Ya repuesto, fue al estrado a iniciar la ceremonia, con la frente vendada y con la banda presidencial manchada de sangre. Lo esperaban los 41 diputados y los 16 senadores. Aclaró que no daría el discurso completo. "Un incidente imprevisto me priva de la satisfacción de leer mi último mensaje que como Presidente dirijo al Congreso de mi país. Hace un momento sin duda un loco, al entrar yo al Congreso, me ha herido en la frente no sé con qué arma”, dijo.
“Me retiro sin odios ni rencores para nadie, ni aún para el asesino que me ha herido”, cerró su breve discurso.
Un correntino opositor
Monges, el agresor, era un veterano de la guerra del Paraguay y se había involucrado en las luchas intestinas que tanto desangraron a nuestro país. Con el grado de sargento mayor, había dejado la milicia y probado fortuna, sin suerte, en Uruguayana, y así terminaría radicándose en la ciudad de Buenos Aires.
Ocupaba una habitación en la casa de Manuel Mantilla, un co-provinciano que era director del Archivo General de la Nación y que en 1880 había perdido su banca de diputado al negarse a sesionar en Belgrano, en medio de las convulsionadas luchas por la capitalización.
Luego de trabajar en la empresa de tranvías, Monges se ocupó en una fábrica de ladrillos. Se manifestó simpatizante del partido Liberal, y cuando le preguntaron el por qué de su agresión, contestó que buscaba un cambio de gobierno. Consideraba a Roca “responsable de la situación política, la que era insoportable desde hacía un año y medio y con la intención de salvar a la Patria, cuya libertad ambicionaba”.
Cuando allanaron la habitación que ocupaba, encontraron libros sobre espiritismo, y llamó la atención un papel que guardaba en el bolsillo de sus pantalones: “El árbol de la libertad se riega con sangre”, tenía escrito.
Mitin de la indignación y condena
Cinco días después, los partidarios de Roca organizaron el “mitin de indignación”, una suerte de marcha que comenzó en la Plaza de Mayo y finalizó en la casa de Roca.
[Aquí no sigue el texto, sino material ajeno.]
impl ScreenFormat {
    /// Stable storage label
    #[must_use]
    pub const fn as_str(&self) -> &'static str {
        match self {
            Self::TwoD => "2D",
            Self::ThreeD => "3D",
            Self::Imax => "IMAX",
            Self::FourDx => "4DX",
        }
    }

    /// Parse a storage label
    #[must_use]
    pub fn parse(label: &str) -> Option<Self> {
        match label {
            "2D" => Some(Self::TwoD),
            "3D" => Some(Self::ThreeD),
            "IMAX" => Some(Self::Imax),
            "4DX" => Some(Self::FourDx),
            _ => None,
        }
    }
}

/// Ticket price per seating tier, in minor currency units
#[derive(Clone, Copy, Debug, PartialEq, Eq, Hash, Serialize, Deserialize)]
pub struct TierPricing {
    /// Silver (front rows)
    pub silver: u32,
    /// Gold (middle rows)
    pub gold: u32,
    /// Platinum (recliners)
    pub platinum: u32,
}

// ============================================================================
// Request lifecycle
// ============================================================================

/// Record of an approval decision
#[derive(Clone, Debug, PartialEq, Eq, Serialize, Deserialize)]
pub struct Approval {
    /// Approver who decided
    pub approved_by: UserId,
    /// When the decision committed
    pub approved_at: DateTime<Utc>,
    /// Decision that produced this approval
    pub decision_id: DecisionId,
}

/// Record of a rejection decision
#[derive(Clone, Debug, PartialEq, Eq, Serialize, Deserialize)]
pub struct Rejection {
    /// Approver who decided
    pub rejected_by: UserId,
    /// When the decision committed
    pub rejected_at: DateTime<Utc>,
    /// Non-empty explanation shown to the submitter
    pub reason: String,
    /// Decision that produced this rejection
    pub decision_id: DecisionId,
}

/// Lifecycle status shared by showtime and owner-registration requests.
///
/// `Pending` is the only non-terminal state.
#[derive(Clone, Debug, PartialEq, Eq, Serialize, Deserialize)]
pub enum RequestStatus {
    /// Awaiting an approver
    Pending,
    /// Approved (terminal)
    Approved(Approval),
    /// Rejected with a reason (terminal)
    Rejected(Rejection),
}

impl RequestStatus {
    /// Whether the request still awaits a decision
    #[must_use]
    pub const fn is_pending(&self) -> bool {
        matches!(self, Self::Pending)
    }

    /// Whether the request has been decided
    #[must_use]
    pub const fn is_terminal(&self) -> bool {
        !self.is_pending()
    }

    /// Short label for logs and storage
    #[must_use]
    pub const fn label(&self) -> &'static str {
        match self {
            Self::Pending => "pending",
            Self::Approved(_) => "approved",
            Self::Rejected(_) => "rejected",
        }
    }

    /// The decision that ended `Pending`, if any
    #[must_use]
    pub const fn decision_id(&self) -> Option<DecisionId> {
        match self {
            Self::Pending => None,
            Self::Approved(approval) => Some(approval.decision_id),
            Self::Rejected(rejection) => Some(rejection.decision_id),
        }
    }

    /// The rejection reason, present only for rejected requests
    #[must_use]
    pub fn rejection_reason(&self) -> Option<&str> {
        match self {
            Self::Rejected(rejection) => Some(&rejection.reason),
            _ => None,
        }
    }
}

impl fmt::Display for RequestStatus {
    fn fmt(&self, f: &mut fmt::Formatter<'_>) -> fmt::Result {
        match self {
            Self::Rejected(rejection) => write!(f, "rejected ({})", rejection.reason),
            other => f.write_str(other.label()),
        }
    }
}

/// What a theatre owner fills in to propose a showtime
#[derive(Clone, Debug, PartialEq, Eq, Serialize, Deserialize)]
pub struct ShowtimeProposal {
    /// Theatre owning the screen
    pub theatre_id: TheatreId,
    /// Screen to occupy
    pub screen_id: ScreenId,
    /// Movie to screen
    pub movie_id: MovieId,
    /// Calendar date of the screening
    pub date: NaiveDate,
    /// Local start time
    pub start_time: NaiveTime,
    /// Projection format
    pub format: ScreenFormat,
    /// Audio/subtitle languages offered
    pub languages: Vec<String>,
    /// Per-tier pricing
    pub pricing: TierPricing,
    /// Owner submitting the proposal
    pub submitted_by: UserId,
}

/// A proposed showtime travelling through the approval workflow
#[derive(Clone, Debug, PartialEq, Eq, Serialize, Deserialize)]
pub struct ShowtimeRequest {
    /// Request identifier
    pub id: RequestId,
    /// Theatre owning the screen
    pub theatre_id: TheatreId,
    /// Screen to occupy
    pub screen_id: ScreenId,
    /// Movie to screen
    pub movie_id: MovieId,
    /// Movie title as resolved at submission
    pub movie_title: String,
    /// Runtime in minutes, buffer excluded
    pub movie_duration_minutes: u32,
    /// Calendar date of the screening
    pub date: NaiveDate,
    /// Local start time
    pub start_time: NaiveTime,
    /// Projection format
    pub format: ScreenFormat,
    /// Audio/subtitle languages offered
    pub languages: Vec<String>,
    /// Per-tier pricing
    pub pricing: TierPricing,
    /// Lifecycle status
    pub status: RequestStatus,
    /// Owner who submitted the request
    pub submitted_by: UserId,
    /// When the request was created
    pub submitted_at: DateTime<Utc>,
}

impl ShowtimeRequest {
    /// Build a pending request from a proposal and the resolved movie details.
    #[must_use]
    pub fn pending(
        proposal: ShowtimeProposal,
        movie_title: String,
        movie_duration_minutes: u32,
        submitted_at: DateTime<Utc>,
    ) -> Self {
        Self {
            id: RequestId::new(),
            theatre_id: proposal.theatre_id,
            screen_id: proposal.screen_id,
            movie_id: proposal.movie_id,
            movie_title,
            movie_duration_minutes,
            date: proposal.date,
            start_time: proposal.start_time,
            format: proposal.format,
            languages: proposal.languages,
            pricing: proposal.pricing,
            status: RequestStatus::Pending,
            submitted_by: proposal.submitted_by,
            submitted_at,
        }
    }

    /// Interval this request occupies with the given turnover buffer
    #[must_use]
    pub fn interval(&self, buffer_minutes: u32) -> Interval {
        Interval::for_showtime(
            self.date,
            self.start_time,
            self.movie_duration_minutes,
            buffer_minutes,
        )
    }

    /// Whether the request still awaits a decision
    #[must_use]
    pub const fn is_pending(&self) -> bool {
        self.status.is_pending()
    }
}

/// A bookable showtime, materialized when a request is approved
#[derive(Clone, Debug, PartialEq, Eq, Serialize, Deserialize)]
pub struct PublishedShowtime {
    /// Showtime identifier (equal to the request id)
    pub id: ShowtimeId,
    /// Request this showtime was promoted from
    pub request_id: RequestId,
    /// Theatre owning the screen
    pub theatre_id: TheatreId,
    /// Screen occupied
    pub screen_id: ScreenId,
    /// Movie screened
    pub movie_id: MovieId,
    /// Movie title
    pub movie_title: String,
    /// Calendar date
    pub date: NaiveDate,
    /// Local start time
    pub start_time: NaiveTime,
    /// Occupied range, buffer included
    pub interval: Interval,
    /// Projection format
    pub format: ScreenFormat,
    /// Languages offered
    pub languages: Vec<String>,
    /// Per-tier pricing
    pub pricing: TierPricing,
    /// When it became bookable
    pub published_at: DateTime<Utc>,
}

impl PublishedShowtime {
    /// Describe the showtime a request becomes on approval.
    #[must_use]
    pub fn from_request(
        request: &ShowtimeRequest,
        buffer_minutes: u32,
        published_at: DateTime<Utc>,
    ) -> Self {
        Self {
            id: ShowtimeId::for_request(request.id),
            request_id: request.id,
            theatre_id: request.theatre_id,
            screen_id: request.screen_id,
            movie_id: request.movie_id,
            movie_title: request.movie_title.clone(),
            date: request.date,
            start_time: request.start_time,
            interval: request.interval(buffer_minutes),
            format: request.format,
            languages: request.languages.clone(),
            pricing: request.pricing,
            published_at,
        }
    }
}

// ============================================================================
// Ledger
// ============================================================================

/// Whether a ledger interval is committed or merely requested
#[derive(Clone, Copy, Debug, PartialEq, Eq, Hash, Serialize, Deserialize)]
pub enum OccupancyStatus {
    /// Approved and published; blocks the screen
    Approved,
    /// Awaiting a decision; advisory only
    Pending,
}

/// One occupied interval in a (screen, date) ledger
#[derive(Clone, Debug, PartialEq, Eq, Serialize, Deserialize)]
pub struct LedgerEntry {
    /// Request (and, once approved, showtime) occupying the interval
    pub request_id: RequestId,
    /// Title of the occupying movie
    pub movie_title: String,
    /// Occupied range, buffer included
    pub interval: Interval,
    /// Approved or pending
    pub status: OccupancyStatus,
}

// ============================================================================
// Conflict results
// ============================================================================

/// Severity of a conflict check outcome
#[derive(Clone, Copy, Debug, PartialEq, Eq, Hash, Serialize, Deserialize)]
pub enum ConflictKind {
    /// Nothing overlaps
    Clear,
    /// Only a pending request overlaps; submission allowed with a warning
    Soft,
    /// An approved showtime overlaps; submission refused
    Hard,
}

/// Outcome of checking a proposed interval against a ledger.
///
/// Derived on every check and never stored.
#[derive(Clone, Debug, Default, PartialEq, Eq, Serialize, Deserialize)]
pub struct ConflictResult {
    /// Overlaps an approved interval
    pub has_conflict: bool,
    /// Overlaps only a pending interval
    pub is_pending: bool,
    /// Title of the occupying movie
    pub conflicting_movie_title: Option<String>,
    /// Start of the occupying interval
    pub occupied_from: Option<NaiveDateTime>,
    /// End of the occupying interval, buffer included
    pub occupied_until: Option<NaiveDateTime>,
    /// First candidate slot that fits, computed for hard conflicts only
    pub next_available_slot: Option<NaiveTime>,
}
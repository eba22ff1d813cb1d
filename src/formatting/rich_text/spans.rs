//! Applies inline spans to a block's text.
//!
//! Spans may overlap arbitrarily. Output stays well-formed: when a span
//! closes while spans opened after it are still active, those are closed
//! first and reopened right after.

use super::annotations::{escape_text, span_tags, SpanTags};
use crate::model::Span;

/// A span clamped to the text, with its markup resolved.
struct ActiveSpan {
    start: usize,
    end: usize,
    tags: SpanTags,
}

/// Renders `text` with `spans` applied, as escaped inline HTML.
pub fn render_inline(text: &str, spans: &[Span]) -> String {
    let chars: Vec<char> = text.chars().collect();
    let len = chars.len();

    let mut active: Vec<ActiveSpan> = spans
        .iter()
        .filter_map(|span| {
            let end = span.end.min(len);
            if span.start >= end {
                return None;
            }
            span_tags(&span.kind).map(|tags| ActiveSpan {
                start: span.start,
                end,
                tags,
            })
        })
        .collect();

    if active.is_empty() {
        return escape_text(text);
    }

    // Outer spans first: earlier start, then longer reach. Stable for ties.
    active.sort_by(|a, b| a.start.cmp(&b.start).then(b.end.cmp(&a.end)));

    let mut boundaries: Vec<usize> = active
        .iter()
        .flat_map(|s| [s.start, s.end])
        .chain([0, len])
        .collect();
    boundaries.sort_unstable();
    boundaries.dedup();

    let mut output = String::with_capacity(text.len() + active.len() * 16);
    let mut open: Vec<usize> = Vec::new();
    let mut next_to_open = 0;

    for (i, &position) in boundaries.iter().enumerate() {
        close_ending_at(position, &active, &mut open, &mut output);

        while next_to_open < active.len() && active[next_to_open].start == position {
            output.push_str(&active[next_to_open].tags.open);
            open.push(next_to_open);
            next_to_open += 1;
        }

        if let Some(&next) = boundaries.get(i + 1) {
            let segment: String = chars[position..next].iter().collect();
            output.push_str(&escape_text(&segment));
        }
    }

    // Every span ends at or before `len`, so nothing is left open.
    debug_assert!(open.is_empty());
    output
}

/// Closes every open span ending at `position`, reopening the ones that
/// were nested inside them but continue past it.
fn close_ending_at(position: usize, spans: &[ActiveSpan], open: &mut Vec<usize>, output: &mut String) {
    let Some(lowest) = open.iter().position(|&idx| spans[idx].end == position) else {
        return;
    };

    let closed: Vec<usize> = open.drain(lowest..).collect();
    for &idx in closed.iter().rev() {
        output.push_str(spans[idx].tags.close);
    }

    for idx in closed {
        if spans[idx].end > position {
            output.push_str(&spans[idx].tags.open);
            open.push(idx);
        }
    }
}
Los diarios informaron que fueron 20.000 los participantes. “La vida nada vale –dijo Roca desde el balcón de su casa a la gente- cualquiera sea; ante los grandes intereses de la Patria, sino por la honra y el crédito de la Nación”.
El 11 de abril de ese año, elecciones amañadas habían dado el triunfo a Miguel Juárez Celman, dejando en el camino al gobernador bonaerense Dardo Rocha. Aún no lo sabía, pero con él comenzaría la extraña maldición que impide que un gobernador de Buenos Aires alcance la presidencia de la Nación.
En 1887, el juez Carlos Miguel Pérez condenó a Monges a 10 años de presidio por tentativa de homicidio, con premeditación y alevosía, con el agravante que lo hizo contra el presidente de la Nación. Sería otro presidente, José Evaristo Uriburu quien el 9 de julio de 1896 lo indultaría a pedido del propio Roca.
El general lo recibió en su casa y hasta le había conseguido trabajo. Pero parece que Monges ya había tenido demasiado y regresó a su Corrientes natal. Moriría en 1905.
El pintor uruguayo Juan Manuel Blanes inmortalizó el momento en el que Roca, vendado, leía el discurso ante la asamblea legislativa, en un monumental cuadro que puede contemplarse en el Salón de los Pasos Perdidos. La piedra y la banda presidencial con las manchas de sangre fueron a parar al Museo Histórico Nacional.